#ThrowbackThursday: The Power of Music

I’ve posted before about the power of books and music to not just transport us and teach us but to save us. It’s in part why I write. And while I don’t write music, or even play an instrument (barring an unfortunate pre-adolescent attempt to learn to play the trombone), I do hear a certain series of sounds, a rhythm as I write my words.

But back to music. I heard a song on the radio the other day that reminded me of the power of music. So for Throwback Thursday, I thought I’d share the song and how it saved me.
The song was “Groove me Bay.” The version I heard the other day on NPR was the original by King Floyd (1971).

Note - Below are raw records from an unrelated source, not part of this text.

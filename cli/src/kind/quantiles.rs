// Licensed to the Apache Software Foundation (ASF) under one
// or more contributor license agreements.  See the NOTICE file
// distributed with this work for additional information
// regarding copyright ownership.  The ASF licenses this file
// to you under the Apache License, Version 2.0 (the
// "License"); you may not use this file except in compliance
// with the License.  You may obtain a copy of the License at
//
//   http://www.apache.org/licenses/LICENSE-2.0
//
// Unless required by applicable law or agreed to in writing,
// software distributed under the License is distributed on an
// "AS IS" BASIS, WITHOUT WARRANTIES OR CONDITIONS OF ANY
// KIND, either express or implied.  See the License for the
// specific language governing permissions and limitations
// under the License.

use clap::Arg;
use clap::ArgAction;
use ds_sketches::kll;
use ds_sketches::kll::KllSketch;

use super::Adapter;
use super::parse_number;
use super::query_values;
use crate::error::Error;
use crate::options::OptionSet;
use crate::query::QueryResult;

const K: &str = "k";
const LINEAR_HISTOGRAM: &str = "linear-histogram";
const LOG_HISTOGRAM: &str = "lh";
const BINS: &str = "bins";
const VALUES: &str = "values";
const VALUES_FILE: &str = "values-file";
const RANKS: &str = "ranks";
const RANKS_FILE: &str = "ranks-file";

const DEFAULT_BINS: usize = 10;

/// `ds quant`: KLL quantiles over numeric lines.
#[derive(Debug)]
pub struct Quantiles;

impl Adapter for Quantiles {
    type Sketch = KllSketch;

    const USAGE_NAME: &'static str = "ds quant";

    fn args() -> Vec<Arg> {
        vec![
            Arg::new(K)
                .short('k')
                .value_name("K")
                .num_args(1)
                .help("parameter k, 8..=65535 (default 200)"),
            Arg::new(LINEAR_HISTOGRAM)
                .short('h')
                .long(LINEAR_HISTOGRAM)
                .action(ArgAction::SetTrue)
                .help("histogram with equally spaced bins between min and max"),
            Arg::new(LOG_HISTOGRAM)
                .long(LOG_HISTOGRAM)
                .alias("log-histogram")
                .value_name("OFFSET")
                .num_args(1)
                .help("histogram with bins equally spaced on log10(value + OFFSET)"),
            Arg::new(BINS)
                .short('b')
                .long(BINS)
                .value_name("N")
                .num_args(1)
                .help("number of histogram bins (default 10)"),
            Arg::new(VALUES)
                .short('v')
                .long(VALUES)
                .value_name("VALUES")
                .num_args(1..)
                .help("print the rank of each value"),
            Arg::new(VALUES_FILE)
                .short('V')
                .long(VALUES_FILE)
                .value_name("FILE")
                .num_args(1)
                .help("print the rank of each value listed in FILE"),
            Arg::new(RANKS)
                .short('r')
                .long(RANKS)
                .value_name("RANKS")
                .num_args(1..)
                .help("print the value at each rank in [0, 1]"),
            Arg::new(RANKS_FILE)
                .short('R')
                .long(RANKS_FILE)
                .value_name("FILE")
                .num_args(1)
                .help("print the value at each rank listed in FILE"),
        ]
    }

    fn build(opts: &OptionSet) -> Result<KllSketch, Error> {
        Ok(KllSketch::new(k(opts)?.unwrap_or(kll::DEFAULT_K)))
    }

    fn update_one(sketch: &mut KllSketch, line: &str, _opts: &OptionSet) -> Result<(), Error> {
        let value: f64 = parse_number(line)?;
        if value.is_nan() {
            return Err(Error::value_parse(line, "NaN is not a valid quantile item"));
        }
        sketch.update(value);
        Ok(())
    }

    fn merge(list: &[KllSketch], opts: &OptionSet) -> Result<KllSketch, Error> {
        let last = list.last().map_or(kll::DEFAULT_K, KllSketch::k);
        let mut merged = KllSketch::new(k(opts)?.unwrap_or(last));
        for sketch in list {
            merged.merge(sketch);
        }
        Ok(merged)
    }

    fn query(sketch: &KllSketch, opts: &OptionSet) -> Result<QueryResult, Error> {
        let mut result = QueryResult::new();
        let (Some(min), Some(max)) = (sketch.min_item(), sketch.max_item()) else {
            return Ok(result);
        };
        let mut answered = false;

        if opts.has(LINEAR_HISTOGRAM) {
            answered = true;
            let bins = bins(opts)?;
            let splits = interior_splits(min, max, bins, |x| x, |x| x);
            result.push("Linear Histogram:");
            histogram(sketch, &splits, max, &mut result)?;
        }

        if let Some(offset) = opts.value(LOG_HISTOGRAM) {
            answered = true;
            let offset: f64 = parse_number(offset)?;
            if !offset.is_finite() || min + offset <= 0.0 {
                return Err(Error::config_invalid(
                    LOG_HISTOGRAM,
                    format!("offset {offset} leaves the minimum {min} non-positive"),
                ));
            }
            let bins = bins(opts)?;
            let splits = interior_splits(
                min,
                max,
                bins,
                |x| (x + offset).log10(),
                |y| 10f64.powf(y) - offset,
            );
            result.push("Log Histogram:");
            histogram(sketch, &splits, max, &mut result)?;
        }

        let values = query_values(opts, VALUES, VALUES_FILE)?;
        if !values.is_empty() {
            answered = true;
            for text in &values {
                let value: f64 = parse_number(text)?;
                let rank = sketch.rank(value, true).unwrap_or(0.0);
                result.push(format!("{value}\t{rank}"));
            }
        }

        let ranks = query_values(opts, RANKS, RANKS_FILE)?;
        if !ranks.is_empty() {
            answered = true;
            for text in &ranks {
                let rank: f64 = parse_number(text)?;
                if !(0.0..=1.0).contains(&rank) {
                    return Err(Error::config_invalid(
                        RANKS,
                        format!("rank must be in [0, 1], got {rank}"),
                    ));
                }
                let value = sketch.quantile(rank, true).map_err(Error::invalid_sketch)?;
                result.push(format!("{rank}\t{value}"));
            }
        }

        if !answered {
            for i in 0..=10 {
                let rank = i as f64 / 10.0;
                let value = sketch.quantile(rank, true).map_err(Error::invalid_sketch)?;
                result.push(format!("{rank}\t{value}"));
            }
        }
        Ok(result)
    }

    fn serialize(sketch: &KllSketch) -> Vec<u8> {
        sketch.serialize()
    }

    fn deserialize(bytes: &[u8]) -> Result<KllSketch, Error> {
        KllSketch::deserialize(bytes).map_err(Error::invalid_sketch)
    }
}

fn k(opts: &OptionSet) -> Result<Option<u16>, Error> {
    let Some(k) = opts.parse_value::<u32>(K)? else {
        return Ok(None);
    };
    if k < kll::MIN_K as u32 || k > kll::MAX_K as u32 {
        return Err(Error::config_invalid(
            K,
            format!("k must be in [{}, {}], got {k}", kll::MIN_K, kll::MAX_K),
        ));
    }
    Ok(Some(k as u16))
}

fn bins(opts: &OptionSet) -> Result<usize, Error> {
    match opts.parse_value::<usize>(BINS)? {
        None => Ok(DEFAULT_BINS),
        Some(0) => Err(Error::config_invalid(BINS, "bins must be at least 1")),
        Some(bins) => Ok(bins),
    }
}

/// Split points strictly between `min` and `max`, equally spaced after mapping through `to`.
fn interior_splits(
    min: f64,
    max: f64,
    bins: usize,
    to: impl Fn(f64) -> f64,
    from: impl Fn(f64) -> f64,
) -> Vec<f64> {
    let (lo, hi) = (to(min), to(max));
    let mut splits: Vec<f64> = (1..bins)
        .map(|i| from(lo + (hi - lo) * i as f64 / bins as f64))
        .filter(|&s| s > min && s < max)
        .collect();
    splits.dedup();
    splits
}

fn histogram(
    sketch: &KllSketch,
    splits: &[f64],
    max: f64,
    result: &mut QueryResult,
) -> Result<(), Error> {
    let masses = sketch.pmf(splits, true).map_err(Error::invalid_sketch)?;
    let n = sketch.n() as f64;
    for (edge, mass) in splits.iter().copied().chain([max]).zip(masses) {
        result.push(format!("{edge}\t{}", (mass * n).round() as u64));
    }
    Ok(())
}

#[cfg(test)]
mod tests {
    use super::*;

    fn opts(args: &[&str]) -> OptionSet {
        let args: Vec<String> = args.iter().map(|s| s.to_string()).collect();
        OptionSet::parse(&mut Quantiles::command(), &args).unwrap()
    }

    fn sketch_of(n: usize) -> KllSketch {
        let mut sketch = Quantiles::build(&opts(&[])).unwrap();
        for i in 1..=n {
            Quantiles::update_one(&mut sketch, &i.to_string(), &opts(&[])).unwrap();
        }
        sketch
    }

    #[test]
    fn test_default_deciles() {
        let result = Quantiles::query(&sketch_of(100), &opts(&[])).unwrap();
        assert_eq!(result.lines().len(), 11);
        assert_eq!(result.lines()[0], "0\t1");
        assert_eq!(result.lines()[10], "1\t100");
        assert!(result.lines()[5].starts_with("0.5\t"));
    }

    #[test]
    fn test_linear_histogram_counts_everything() {
        let result = Quantiles::query(&sketch_of(100), &opts(&["-h", "-b", "4"])).unwrap();
        assert_eq!(result.lines()[0], "Linear Histogram:");
        assert_eq!(result.lines().len(), 5);
        let total: u64 = result.lines()[1..]
            .iter()
            .map(|line| line.split('\t').nth(1).unwrap().parse::<u64>().unwrap())
            .sum();
        assert_eq!(total, 100);
        assert!(result.lines()[4].starts_with("100\t"));
    }

    #[test]
    fn test_values_and_ranks() {
        let sketch = sketch_of(100);
        let result = Quantiles::query(&sketch, &opts(&["-v", "50", "-r", "0", "1"])).unwrap();
        assert_eq!(
            result.lines(),
            &["50\t0.5".to_string(), "0\t1".to_string(), "1\t100".to_string()]
        );
        assert!(Quantiles::query(&sketch, &opts(&["-r", "1.5"])).is_err());
        let err = Quantiles::query(&sketch, &opts(&["-v", "x"])).unwrap_err();
        assert_eq!(err.message(), "x");
    }

    #[test]
    fn test_log_histogram_needs_positive_values() {
        let sketch = sketch_of(100);
        let result = Quantiles::query(&sketch, &opts(&["--lh", "0"])).unwrap();
        assert_eq!(result.lines()[0], "Log Histogram:");
        assert!(Quantiles::query(&sketch, &opts(&["--lh", "-5"])).is_err());
    }

    #[test]
    fn test_empty_and_bad_lines() {
        let mut sketch = Quantiles::build(&opts(&[])).unwrap();
        assert!(Quantiles::query(&sketch, &opts(&[])).unwrap().is_empty());
        assert!(Quantiles::update_one(&mut sketch, "abc", &opts(&[])).is_err());
        assert!(Quantiles::build(&opts(&["-k", "4"])).is_err());
    }
}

But the one that saved me was the later remake by Fern Kinney.

The song gave me hope, and while hope is not a strategy it is sometimes all we have. And it was definitely all I had then. Let’s look at the lyrics that were most meaningful to me.

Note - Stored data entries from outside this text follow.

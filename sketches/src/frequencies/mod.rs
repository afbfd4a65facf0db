// Licensed to the Apache Software Foundation (ASF) under one
// or more contributor license agreements.  See the NOTICE file
// distributed with this work for additional information
// regarding copyright ownership.  The ASF licenses this file
// to you under the Apache License, Version 2.0 (the
// "License"); you may not use this file except in compliance
// with the License.  You may obtain a copy of the License at
//
//   http://www.apache.org/licenses/LICENSE-2.0
//
// Unless required by applicable law or agreed to in writing,
// software distributed under the License is distributed on an
// "AS IS" BASIS, WITHOUT WARRANTIES OR CONDITIONS OF ANY
// KIND, either express or implied.  See the License for the
// specific language governing permissions and limitations
// under the License.

//! Frequent items sketches for finding heavy hitters in weighted streams.
//!
//! The sketch keeps at most `0.75 * max_map_size` counters. When the map is full the median
//! counter value is subtracted from every counter and the non-positive ones are dropped; the
//! running sum of those medians is the maximum error of any reported count.
//!
//! # Usage
//!
//! ```rust
//! # use ds_sketches::frequencies::ErrorType;
//! # use ds_sketches::frequencies::FrequentItemsSketch;
//! let mut sketch = FrequentItemsSketch::<String>::new(64);
//! sketch.update_with_count("a".to_string(), 3).unwrap();
//! sketch.update("b".to_string());
//! let rows = sketch.frequent_items(ErrorType::NoFalseNegatives);
//! assert_eq!(rows[0].item(), "a");
//! ```
//!
//! # Serialization
//!
//! ```rust
//! # use ds_sketches::codec::StringSerde;
//! # use ds_sketches::frequencies::FrequentItemsSketch;
//! let mut sketch = FrequentItemsSketch::<String>::new(64);
//! sketch.update_with_count("x".to_string(), 2).unwrap();
//!
//! let bytes = sketch.serialize_with(&StringSerde);
//! let decoded = FrequentItemsSketch::<String>::deserialize_with(&bytes, &StringSerde).unwrap();
//! assert_eq!(decoded.estimate(&"x".to_string()), 2);
//! ```

mod reverse_purge_item_hash_map;
mod serialization;
mod sketch;

pub use self::sketch::ErrorType;
pub use self::sketch::FrequentItemsSketch;
pub use self::sketch::Row;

You’ve become a sweet taste in my mouth, now
And I want to be your spouse.

Yep I wanted to get married. And gay as I was, I only ever dreamed of marrying a man. I believed one day, somehow, I would. Those lyrics reminded me of that determination and kept me believing.

So that we can live happily in a great big ol’ roomy house

Yep, we’d get married and adopt some kids and a dog and move to Connecticut to a big old farmhouse like Lucy Ricardo’s in Westport.

We don’t need no company
No other man, no other girl
Can enter into our world not as long as you groove me baby

And finally a promise of safety—at a time when I needed desperately to believe I’d one day be safe, and loved. Even if coming out, falling in love with another boy, caused the world to fall away from us, we’d still have each other and we would keep each other safe.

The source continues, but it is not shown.